A simbologia da entrega da faixa presidencial não poderia ter sido mais representativa e emocionante

A diversidade e a pluralidade do povo brasileiro subiram a rampa do Planalto outorgando um terceiro mandato ao presidente eleito, Luiz Inácio Lula da Silva, com a missão de reconstruir e unir o Brasil. A Amazônia subiu a rampa na representatividade do gigante Cacique Raoni. Novos ventos sopram em direção ao meio ambiente, ao combate à invasão de terras, à criminalização dos desmatadores, dos grileiros e dos garimpeiros ilegais. Subiram a rampa trabalhadores, professores, mulheres, crianças, negros, indígenas, idosos, jovens, ativistas. Subiu a rampa o povo brasileiro na sua mais simbólica representatividade.

A simbologia da entrega da faixa presidencial não poderia ter sido mais representativa e emocionante. Uma catadora de materiais recicláveis passou a faixa colocando fim ao autoritarismo, ao ódio, ao obscurantismo, à mentira, ao terror, à desigualdade, ao medo, ao plano de destruição do país e ao apagamento da alegria do povo brasileiro. Mulher preta e catadora que, certamente, tem sua história marcada pelo preconceito. Preconceito estrutural que exclui mulheres, negros e trabalhadores, em especial, os que lidam com resíduos tratando-os como descartáveis, cidadãos de segunda classe. A passagem da faixa trouxe mais uma vez, a simbologia ambiental à cerimônia. Valorização e dignificação estiveram explícitas na escolha. Foi uma cena intensa e emocionante que, certamente, levou às lágrimas muitos brasileiros que se viram representados e retratados nesses novos tempos.

Marina Silva e o Ministério do Meio Ambiente que, passa a se chamar Ministério do Meio Ambiente e das Mudanças Climáticas, sinalizam o fim do negacionismo climático que dominou os quatro anos anteriores. É o fim do desmatamento e da impunidade que autorizou a destruição e a derrubada da floresta, o envenenamento dos rios, o extermínio dos povos originários e dos defensores do meio ambiente, como uma política para o Brasil. O país com a maior biodiversidade do planeta fechou os olhos para a conexão com a natureza e instituiu a destruição como sinônimo de desenvolvimento. Sofrimento de quatro anos com um governo que, até o último instante, se manteve comprometido com a crueldade e com a morte.

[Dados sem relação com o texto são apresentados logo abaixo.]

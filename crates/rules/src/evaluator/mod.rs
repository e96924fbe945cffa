//! Batch evaluation of notification rules.
//!
//! One pass walks every active rule in sequence:
//!
//! 1. **Cooldown gate**: a rule still cooling down is skipped without
//!    touching the event store.
//! 2. **Predicate**: the rule's filters compile into an [`AttackPredicate`].
//! 3. **Match**: the event store returns every attack satisfying it.
//! 4. **Trigger**: volume mode fires once when the match count reaches the
//!    threshold; per-event mode fires once per attack not yet notified.
//!
//! A malformed rule is reported and skipped. Any store failure (including a
//! call exceeding the store timeout) aborts the whole pass.

mod trigger;


use std::future::Future;
use std::sync::atomic::{AtomicBool, Ordering};
use std::sync::Arc;
use std::time::Duration;

use chrono::{DateTime, Utc};
use serde::Serialize;
use tracing::{debug, error, info, warn};

use attackwatch_core::{NotificationRule, RuleId};

use crate::audit_log::{AuditEvent, AuditLog};
use crate::cooldown::{cooldown_state, CooldownState};
use crate::error::{ConfigurationError, EvaluationError, StoreError};
use crate::predicate::AttackPredicate;
use crate::store::{EventStore, NotificationStore, RuleStore, StoreResult};

use trigger::{TriggerMode, TriggerOutcome};

const DEFAULT_STORE_TIMEOUT: Duration = Duration::from_secs(5);

// ── Abort signal ────────────────────────────────────────────────────

/// Shared flag checked between rules. Once raised it stays raised.
#[derive(Debug, Clone, Default)]
pub struct AbortSignal(Arc<AtomicBool>);

impl AbortSignal {
    pub fn new() -> Self {
        Self::default()
    }

    pub fn abort(&self) {
        self.0.store(true, Ordering::SeqCst);
    }

    pub fn is_aborted(&self) -> bool {
        self.0.load(Ordering::SeqCst)
    }
}

// ── Pass summary ────────────────────────────────────────────────────

/// A rule skipped because its configuration could not be compiled.
#[derive(Debug, Clone, Serialize, PartialEq)]
pub struct RuleFailure {
    pub rule_id: RuleId,
    pub rule_name: String,
    pub error: String,
}

/// Outcome of one evaluation pass.
#[derive(Debug, Clone, Serialize, PartialEq)]
pub struct EvaluationSummary {
    /// The `now` the pass was evaluated at.
    pub evaluated_at: DateTime<Utc>,
    pub notifications_created: usize,
    pub rules_evaluated: usize,
    pub rules_skipped_cooldown: usize,
    pub failures: Vec<RuleFailure>,
    /// The pass stopped early on an abort signal.
    pub aborted: bool,
}

impl EvaluationSummary {
    fn new(evaluated_at: DateTime<Utc>) -> Self {
        Self {
            evaluated_at,
            notifications_created: 0,
            rules_evaluated: 0,
            rules_skipped_cooldown: 0,
            failures: Vec::new(),
            aborted: false,
        }
    }
}

// ── Rule-local errors ───────────────────────────────────────────────

/// Errors raised while evaluating a single rule. Configuration errors stay
/// inside the rule boundary; store errors escape the pass.
#[derive(Debug)]
enum RuleError {
    Configuration(ConfigurationError),
    Store(StoreError),
}

impl From<ConfigurationError> for RuleError {
    fn from(e: ConfigurationError) -> Self {
        RuleError::Configuration(e)
    }
}

impl From<StoreError> for RuleError {
    fn from(e: StoreError) -> Self {
        RuleError::Store(e)
    }
}

enum RuleOutcome {
    CoolingDown,
    Evaluated(TriggerOutcome),
}

// ── Rule evaluator ──────────────────────────────────────────────────

/// Evaluates all active rules against the event store.
pub struct RuleEvaluator {
    events: Arc<dyn EventStore>,
    rules: Arc<dyn RuleStore>,
    notifications: Arc<dyn NotificationStore>,
    store_timeout: Duration,
    audit_log: Option<Arc<AuditLog>>,
}

impl RuleEvaluator {
    pub fn new(
        events: Arc<dyn EventStore>,
        rules: Arc<dyn RuleStore>,
        notifications: Arc<dyn NotificationStore>,
    ) -> Self {
        Self {
            events,
            rules,
            notifications,
            store_timeout: DEFAULT_STORE_TIMEOUT,
            audit_log: None,
        }
    }

    /// Upper bound applied to every individual store call.
    pub fn with_store_timeout(mut self, timeout: Duration) -> Self {
        self.store_timeout = timeout;
        self
    }

    pub fn with_audit_log(mut self, audit_log: Arc<AuditLog>) -> Self {
        self.audit_log = Some(audit_log);
        self
    }

    /// Run one full pass at `now`.
    pub async fn evaluate(&self, now: DateTime<Utc>) -> Result<EvaluationSummary, EvaluationError> {
        self.evaluate_with_abort(now, &AbortSignal::new()).await
    }

    /// Run one pass, checking `abort` before each rule.
    ///
    /// Notifications and cooldown updates made before the abort stay in place.
    pub async fn evaluate_with_abort(
        &self,
        now: DateTime<Utc>,
        abort: &AbortSignal,
    ) -> Result<EvaluationSummary, EvaluationError> {
        let mut summary = EvaluationSummary::new(now);
        if abort.is_aborted() {
            summary.aborted = true;
            return Ok(summary);
        }

        let rules = self
            .call("list_active", self.rules.list_active())
            .await
            .map_err(|e| {
                error!(error = %e, "failed to list active rules");
                EvaluationError::from(e)
            })?;
        debug!(rules = rules.len(), %now, "evaluation pass started");

        for rule in rules.iter().filter(|r| r.active) {
            if abort.is_aborted() {
                warn!(rule_id = %rule.id, "evaluation pass aborted before rule");
                summary.aborted = true;
                break;
            }

            match self.evaluate_rule(rule, now).await {
                Ok(RuleOutcome::CoolingDown) => summary.rules_skipped_cooldown += 1,
                Ok(RuleOutcome::Evaluated(outcome)) => {
                    summary.rules_evaluated += 1;
                    summary.notifications_created += outcome.created;
                }
                Err(RuleError::Configuration(e)) => {
                    warn!(rule_id = %rule.id, rule = %rule.name, error = %e, "skipping misconfigured rule");
                    self.audit(rule, AuditEvent::Misconfigured { error: e.to_string() });
                    summary.failures.push(RuleFailure {
                        rule_id: rule.id,
                        rule_name: rule.name.clone(),
                        error: e.to_string(),
                    });
                }
                Err(RuleError::Store(e)) => {
                    error!(rule_id = %rule.id, error = %e, "store failure, aborting pass");
                    self.audit(rule, AuditEvent::StoreFailed { error: e.to_string() });
                    return Err(e.into());
                }
            }
        }

        info!(
            notifications = summary.notifications_created,
            evaluated = summary.rules_evaluated,
            cooling = summary.rules_skipped_cooldown,
            failed = summary.failures.len(),
            aborted = summary.aborted,
            "evaluation pass complete"
        );
        Ok(summary)
    }

    async fn evaluate_rule(
        &self,
        rule: &NotificationRule,
        now: DateTime<Utc>,
    ) -> Result<RuleOutcome, RuleError> {
        if let CooldownState::Cooling { until } = cooldown_state(rule, now)? {
            debug!(rule_id = %rule.id, %until, "rule cooling down");
            self.audit(rule, AuditEvent::CoolingDown { until });
            return Ok(RuleOutcome::CoolingDown);
        }

        let mode = TriggerMode::for_rule(rule)?;
        let predicate = AttackPredicate::for_rule(rule, now)?;

        let matches = self.call("find", self.events.find(&predicate)).await?;
        self.audit(rule, AuditEvent::Matched { count: matches.len() });

        let outcome = self.fire(rule, mode, &matches, now).await?;
        self.audit(
            rule,
            AuditEvent::Completed {
                matched: matches.len(),
                created: outcome.created,
            },
        );
        Ok(RuleOutcome::Evaluated(outcome))
    }

    /// Await a store call under the configured timeout.
    async fn call<T, F>(&self, operation: &'static str, fut: F) -> StoreResult<T>
    where
        F: Future<Output = StoreResult<T>>,
    {
        match tokio::time::timeout(self.store_timeout, fut).await {
            Ok(result) => result,
            Err(_) => Err(StoreError::Timeout {
                operation,
                after: self.store_timeout,
            }),
        }
    }

    fn audit(&self, rule: &NotificationRule, event: AuditEvent) {
        if let Some(log) = &self.audit_log {
            log.record(rule.id, event);
        }
    }
}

O revogaço começou e certamente, vem mais e, precisa vir mais. Ainda no domingo, o presidente eleito revogou o decreto que incentivava o garimpo ilegal na Amazônia, em terras indígenas e em áreas de proteção ambiental. Assinou decretos para o restabelecimento do Fundo Amazônico permitindo a utilização de 3,3 bilhões de reais doados pela Alemanha e pela Noruega para projetos sustentáveis. O Conama, Conselho Nacional do Meio Ambiente e o Ibama, Instituto Brasileiro do Meio Ambiente e Recursos Naturais Renováveis, desmontados e desautorizados no governo anterior tiveram os respectivos decretos revogados. O Brasil volta à cena ambiental mundial deixando a posição de pária negacionista para o protagonista que, até então, sempre havia ocupado.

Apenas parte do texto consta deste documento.